**PROBLEM STATEMENT**
Copy, word for word, each line of the data below from the first through the line containing "layout. When the", and stop there.

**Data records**
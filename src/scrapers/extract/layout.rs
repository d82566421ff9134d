//! Provider markup contract.
//!
//! Everything the extractor knows about the results page lives here: the
//! selectors it waits on and the positional offsets it reads fields from.
//! These offsets mirror the provider's fixed result-panel layout. When the
//! provider changes its markup, this table is the one place to update, and
//! [`super::parse`] reports a `LayoutMismatch` instead of shifting values
//! into the wrong columns.

use crate::models::Discipline;

/// Any table row. Its presence means the results table rendered.
pub const TABLE_READY_SELECTOR: &str = "tr";

/// Participant rows, in render order.
pub const ROW_SELECTOR: &str = "tbody > tr";

/// Detail panel shown under an expanded row.
pub const EXPANDED_PANEL_SELECTOR: &str = ".RaDatagrid-expandedPanel";

/// Numbered page buttons plus a trailing "next" button.
pub const PAGINATION_BUTTON_SELECTOR: &str = "ul.MuiPagination-ul > li > button";

pub const COUNTRY_FLAG_SELECTOR: &str = "div.text.countryFlag > img";

/// Disappears once an expanded row has collapsed again.
pub const COLLAPSE_MARKER_SELECTOR: &str = "#swimDetails";

/// Row spans; the participant name is the second.
pub const NAME_SPAN_SELECTOR: &str = "span";
pub const NAME_SPAN_INDEX: usize = 1;

/// Values rendered as `<p>value</p><p>Label</p>` pairs.
pub const LABELED_VALUE_SELECTOR: &str = "p";
pub const DESIGNATION_LABEL: &str = "Designation";
pub const DIV_RANK_LABEL: &str = "Div Rank";
pub const GENDER_RANK_LABEL: &str = "Gender Rank";
pub const OVERALL_RANK_LABEL: &str = "Overall Rank";

pub const OVERALL_TIME_SELECTOR: &str = "div.summaryRow.overallRow > p.summaryTime";

/// Cell offsets inside the footer row of the detail panel.
#[derive(Debug, Clone, Copy)]
pub struct FooterLayout {
    pub cell_selector: &'static str,
    pub bib: usize,
    pub division: usize,
    pub points: usize,
}

pub const FOOTER: FooterLayout = FooterLayout {
    cell_selector: "div.tableRow.tableFooter > div > div",
    bib: 0,
    division: 1,
    points: 3,
};

/// Cell offsets inside one discipline's detail container.
#[derive(Debug, Clone, Copy)]
pub struct DisciplineLayout {
    pub discipline: Discipline,
    /// Must be present before the row counts as fully rendered.
    pub ready_selector: &'static str,
    pub cell_selector: &'static str,
    pub time: usize,
    pub div_rank: usize,
    pub gender_rank: usize,
    pub overall_rank: usize,
}

pub const DISCIPLINES: [DisciplineLayout; 3] = [
    DisciplineLayout {
        discipline: Discipline::Swim,
        ready_selector: "#swimDetails",
        cell_selector: "div[id*='swimDetails'] > div > div > div > div",
        time: 4,
        div_rank: 5,
        gender_rank: 6,
        overall_rank: 7,
    },
    DisciplineLayout {
        discipline: Discipline::Bike,
        ready_selector: "#bikeDetails",
        cell_selector: "div[id*='bikeDetails'] > div > div > div > div",
        time: 4,
        div_rank: 5,
        gender_rank: 6,
        overall_rank: 7,
    },
    DisciplineLayout {
        discipline: Discipline::Run,
        ready_selector: "#runDetails",
        cell_selector: "div[id*='runDetails'] > div > div > div > div",
        time: 4,
        div_rank: 5,
        gender_rank: 6,
        overall_rank: 7,
    },
];

#[derive(Debug, Clone, Copy)]
pub struct TransitionLayout {
    pub cell_selector: &'static str,
    pub t1: usize,
    pub t2: usize,
}

pub const TRANSITIONS: TransitionLayout = TransitionLayout {
    cell_selector: "div[id*='transitions'] > div > div > div > div",
    t1: 2,
    t2: 3,
};

impl FooterLayout {
    pub fn min_cells(&self) -> usize {
        self.bib.max(self.division).max(self.points) + 1
    }
}

impl DisciplineLayout {
    pub fn min_cells(&self) -> usize {
        self.time
            .max(self.div_rank)
            .max(self.gender_rank)
            .max(self.overall_rank)
            + 1
    }
}

impl TransitionLayout {
    pub fn min_cells(&self) -> usize {
        self.t1.max(self.t2) + 1
    }
}

/// Selectors that must all match before an expanded row's fields are read.
pub fn detail_ready_selectors() -> Vec<&'static str> {
    DISCIPLINES
        .iter()
        .map(|d| d.ready_selector)
        .chain(std::iter::once(COUNTRY_FLAG_SELECTOR))
        .collect()
}
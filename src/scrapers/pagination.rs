//! Page-count discovery for the interactive results view.

use tracing::{debug, info, warn};

use super::error::DiscoveryError;
use super::extract::layout::{PAGINATION_BUTTON_SELECTOR, TABLE_READY_SELECTOR};
use super::retry::RetryPolicy;
use super::session::{PageSession, SessionError, SessionProvider};

/// Maximum page number from the pagination button labels.
///
/// The control ends with a "next" button, so the highest page is the
/// second-to-last label. Anything unexpected means a single page.
pub fn page_count_from_labels(labels: &[String]) -> u32 {
    if labels.len() < 2 {
        return 1;
    }
    labels[labels.len() - 2]
        .trim()
        .parse::<u32>()
        .ok()
        .filter(|n| *n >= 1)
        .unwrap_or(1)
}

/// Open `url` (page 1 of `job_id`) and read its page count.
///
/// Waits up to `page_wait` for the table, then only `pagination_wait` for the
/// control, which single-page jobs never render. The session is closed
/// whether or not discovery succeeds.
pub async fn discover_page_count(
    provider: &dyn SessionProvider,
    job_id: &str,
    url: &str,
    policy: &RetryPolicy,
) -> Result<u32, DiscoveryError> {
    let mut session = provider
        .open(url)
        .await
        .map_err(|source| DiscoveryError::Session {
            job_id: job_id.to_string(),
            source,
        })?;

    let result = read_page_count(session.as_mut(), policy).await;

    if let Err(e) = session.close().await {
        debug!("{}: failed to close discovery session: {}", job_id, e);
    }

    let pages = result.map_err(|source| DiscoveryError::Session {
        job_id: job_id.to_string(),
        source,
    })?;
    info!("{}: {} page(s)", job_id, pages);
    Ok(pages)
}

async fn read_page_count(
    session: &mut dyn PageSession,
    policy: &RetryPolicy,
) -> Result<u32, SessionError> {
    if !session
        .wait_for(TABLE_READY_SELECTOR, policy.page_wait)
        .await?
    {
        warn!("No results table after {:?}, assuming one page", policy.page_wait);
        return Ok(1);
    }
    if !session
        .wait_for(PAGINATION_BUTTON_SELECTOR, policy.pagination_wait)
        .await?
    {
        debug!("No pagination control after {:?}", policy.pagination_wait);
        return Ok(1);
    }
    let labels = session.read_texts(PAGINATION_BUTTON_SELECTOR).await?;
    debug!("Pagination labels: {:?}", labels);
    Ok(page_count_from_labels(&labels))
}
//! Browser engine configuration.
//!
//! Always compiled, so config files parse the same with or without the
//! `browser` feature.

use serde::{Deserialize, Serialize};

/// Browser engine configuration.
#[derive(Debug, Clone, Serialize, Deserialize, PartialEq)]
pub struct BrowserEngineConfig {
    /// Run in headless mode (default: true).
    /// Set to false to watch the row interactions while debugging.
    #[serde(default = "default_headless")]
    pub headless: bool,

    /// Proxy server URL (e.g., "socks5://127.0.0.1:1080").
    #[serde(default)]
    pub proxy: Option<String>,

    /// Navigation timeout in seconds.
    #[serde(default = "default_timeout")]
    pub timeout: u64,

    /// Additional Chrome arguments.
    #[serde(default)]
    pub chrome_args: Vec<String>,

    /// Remote Chrome DevTools URL (e.g., "ws://localhost:9222").
    /// If set, connects to an existing browser instead of launching one.
    /// Can also be set via BROWSER_URL environment variable.
    #[serde(default)]
    pub remote_url: Option<String>,

    /// User agent override for every page.
    #[serde(default)]
    pub user_agent: Option<String>,
}

impl Default for BrowserEngineConfig {
    fn default() -> Self {
        Self {
            headless: default_headless(),
            proxy: None,
            timeout: default_timeout(),
            chrome_args: Vec::new(),
            remote_url: None,
            user_agent: None,
        }
    }
}

impl BrowserEngineConfig {
    /// Apply environment variable overrides.
    ///
    /// - `BROWSER_URL` - Remote Chrome DevTools URL
    /// - `SOCKS_PROXY` - SOCKS proxy for browser traffic, used when no proxy is configured
    pub fn with_env_overrides(mut self) -> Self {
        if let Ok(val) = std::env::var("BROWSER_URL") {
            if !val.is_empty() {
                self.remote_url = Some(val);
            }
        }

        if self.proxy.is_none() {
            if let Ok(val) = std::env::var("SOCKS_PROXY") {
                if !val.is_empty() {
                    self.proxy = Some(val);
                }
            }
        }

        self
    }
}

pub fn default_headless() -> bool {
    true
}

pub fn default_timeout() -> u64 {
    30
}
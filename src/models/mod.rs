//! Data models for labharvest.

mod job;
mod record;

pub use job::{Job, JobResult, PageResult, PageTask};
pub use record::{is_dnf_designation, Discipline, Record, SplitFields, DNF_DESIGNATIONS};
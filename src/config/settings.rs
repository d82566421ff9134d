//! Resolved runtime settings.

use std::path::PathBuf;

use serde::{Deserialize, Serialize};

/// Default page-level worker count.
pub const DEFAULT_PAGE_WORKERS: usize = 4;

/// Default number of jobs harvested at once.
pub const DEFAULT_JOB_WORKERS: usize = 1;

/// Column holding job ids in CSV job lists.
pub const DEFAULT_ID_COLUMN: &str = "Competitor Labs ID";

/// How result pages are obtained.
#[derive(Debug, Clone, Copy, Default, PartialEq, Eq, Serialize, Deserialize, clap::ValueEnum)]
#[serde(rename_all = "lowercase")]
pub enum SourceMode {
    /// Drive the rendered results view in a browser.
    #[default]
    Browser,
    /// Read the paged JSON API.
    Api,
}

impl std::fmt::Display for SourceMode {
    fn fmt(&self, f: &mut std::fmt::Formatter<'_>) -> std::fmt::Result {
        match self {
            Self::Browser => write!(f, "browser"),
            Self::Api => write!(f, "api"),
        }
    }
}

/// Where harvested records are written.
#[derive(Debug, Clone, PartialEq, Eq)]
pub enum OutputTarget {
    /// One `<job_id>.csv` per job.
    Directory(PathBuf),
    /// All jobs appended to a single CSV.
    Append(PathBuf),
}

/// Settings after config file and CLI flags are merged.
#[derive(Debug, Clone)]
pub struct Settings {
    pub mode: SourceMode,
    pub page_workers: usize,
    pub job_workers: usize,
    pub output: OutputTarget,
    pub jobs_file: Option<PathBuf>,
    pub id_column: String,
    pub report: Option<PathBuf>,
    /// Where raw row markup is saved, when capture is on.
    pub html_dir: Option<PathBuf>,
}

impl Default for Settings {
    fn default() -> Self {
        Self {
            mode: SourceMode::default(),
            page_workers: DEFAULT_PAGE_WORKERS,
            job_workers: DEFAULT_JOB_WORKERS,
            output: OutputTarget::Directory(PathBuf::from("results")),
            jobs_file: None,
            id_column: DEFAULT_ID_COLUMN.to_string(),
            report: None,
            html_dir: None,
        }
    }
}

impl Settings {
    /// Upper bound on sessions or requests open against the provider at once.
    pub fn max_concurrency(&self) -> usize {
        self.job_workers.max(1) * self.page_workers.max(1)
    }
}
//! Raw row markup, kept per job so tables can be rebuilt offline.
//!
//! Each `<job_id>.html` holds the wrapped row-plus-panel fragments of one
//! job in page then row order, one fragment per line.

use std::path::{Path, PathBuf};

use tracing::{debug, info};

use super::OutputError;
use crate::models::JobResult;

const CAPTURE_EXTENSION: &str = "html";

pub struct HtmlCapture {
    dir: PathBuf,
}

impl HtmlCapture {
    pub fn new(dir: impl Into<PathBuf>) -> Self {
        Self { dir: dir.into() }
    }

    pub fn dir(&self) -> &Path {
        &self.dir
    }

    pub fn path_for(&self, job_id: &str) -> PathBuf {
        self.dir.join(format!("{}.{}", job_id, CAPTURE_EXTENSION))
    }

    fn temp_path_for(&self, job_id: &str) -> PathBuf {
        self.dir
            .join(format!(".{}.{}.partial", job_id, CAPTURE_EXTENSION))
    }

    /// Save the markup of every record in `result`.
    ///
    /// Returns `None` without writing when the records carry no markup, as
    /// with API results.
    pub async fn write_job(&self, result: &JobResult) -> Result<Option<PathBuf>, OutputError> {
        super::validate_job_id(&result.job_id)?;

        let fragments: Vec<&str> = result
            .records
            .iter()
            .filter_map(|r| r.raw_html.as_deref())
            .collect();
        if fragments.len() < result.records.len() {
            debug!(
                "{}: {} of {} record(s) have no markup, not capturing",
                result.job_id,
                result.records.len() - fragments.len(),
                result.records.len()
            );
            return Ok(None);
        }

        tokio::fs::create_dir_all(&self.dir)
            .await
            .map_err(|e| OutputError::io(&self.dir, e))?;

        let path = self.path_for(&result.job_id);
        let temp = self.temp_path_for(&result.job_id);
        tokio::fs::write(&temp, fragments.join("\n"))
            .await
            .map_err(|e| OutputError::io(&temp, e))?;
        tokio::fs::rename(&temp, &path)
            .await
            .map_err(|e| OutputError::io(&path, e))?;

        info!(
            "Captured {} row(s) of {} to {}",
            fragments.len(),
            result.job_id,
            path.display()
        );
        Ok(Some(path))
    }

    /// Ids of every captured job, sorted.
    pub async fn captured_jobs(&self) -> Result<Vec<String>, OutputError> {
        let mut entries = match tokio::fs::read_dir(&self.dir).await {
            Ok(entries) => entries,
            Err(e) if e.kind() == std::io::ErrorKind::NotFound => return Ok(Vec::new()),
            Err(e) => return Err(OutputError::io(&self.dir, e)),
        };

        let mut ids = Vec::new();
        while let Some(entry) = entries
            .next_entry()
            .await
            .map_err(|e| OutputError::io(&self.dir, e))?
        {
            let path = entry.path();
            if path.extension().and_then(|e| e.to_str()) != Some(CAPTURE_EXTENSION) {
                continue;
            }
            if let Some(stem) = path.file_stem().and_then(|s| s.to_str()) {
                if super::validate_job_id(stem).is_ok() {
                    ids.push(stem.to_string());
                }
            }
        }
        ids.sort();
        Ok(ids)
    }

    pub async fn read_job(&self, job_id: &str) -> Result<String, OutputError> {
        super::validate_job_id(job_id)?;
        let path = self.path_for(job_id);
        tokio::fs::read_to_string(&path)
            .await
            .map_err(|e| OutputError::io(&path, e))
    }
}
//! CLI commands implementation.
//!
//! This module contains the CLI parser and dispatches to command-specific modules.

mod discover;
mod harvest;
mod reparse;
mod source;

use std::path::PathBuf;

use clap::{Parser, Subcommand};

use crate::config::{load_settings_with_options, LoadOptions, SourceMode};

pub use harvest::HarvestArgs;
pub use reparse::ReparseArgs;

#[derive(Parser)]
#[command(name = "labharvest")]
#[command(about = "Harvest paginated race results into CSV")]
#[command(version)]
pub struct Cli {
    /// Config file path (overrides auto-discovery)
    #[arg(short, long, global = true, env = "LABHARVEST_CONFIG")]
    config: Option<PathBuf>,

    /// Resolve relative paths from current working directory instead of config file location
    #[arg(long, global = true)]
    cwd: bool,

    /// How results are read (overrides the config file)
    #[arg(long, value_enum, global = true)]
    mode: Option<SourceMode>,

    /// Enable verbose logging
    #[arg(short, long, global = true)]
    pub verbose: bool,

    #[command(subcommand)]
    command: Commands,
}

/// Check if verbose mode is enabled (for early logging setup).
pub fn is_verbose() -> bool {
    std::env::args().any(|arg| arg == "-v" || arg == "--verbose")
}

#[derive(Subcommand)]
enum Commands {
    /// Harvest result records for one or more jobs
    Harvest(HarvestArgs),

    /// Rebuild CSV output from markup saved with --html-dir
    Reparse(ReparseArgs),

    /// Print the number of result pages of a job
    Discover {
        /// Job (subevent) id
        job_id: String,
    },
}

pub async fn run() -> anyhow::Result<()> {
    let cli = Cli::parse();

    let (settings, config) = load_settings_with_options(LoadOptions {
        config_path: cli.config.clone(),
        use_cwd: cli.cwd,
    })
    .await?;

    match cli.command {
        Commands::Harvest(args) => harvest::cmd_harvest(settings, &config, cli.mode, args).await,
        Commands::Reparse(args) => reparse::cmd_reparse(settings, args).await,
        Commands::Discover { job_id } => {
            let mode = cli.mode.unwrap_or(settings.mode);
            discover::cmd_discover(&config, mode, &job_id).await
        }
    }
}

**RESULT FOR THIS EXERCISE**
filename src/scrapers/extract/layout.rs
repository d82566421ff9134d
//! Provider markup contract.
//!
//! Everything the extractor knows about the results page lives here: the
//! selectors it waits on and the positional offsets it reads fields from.
//! These offsets mirror the provider's fixed result-panel layout. When the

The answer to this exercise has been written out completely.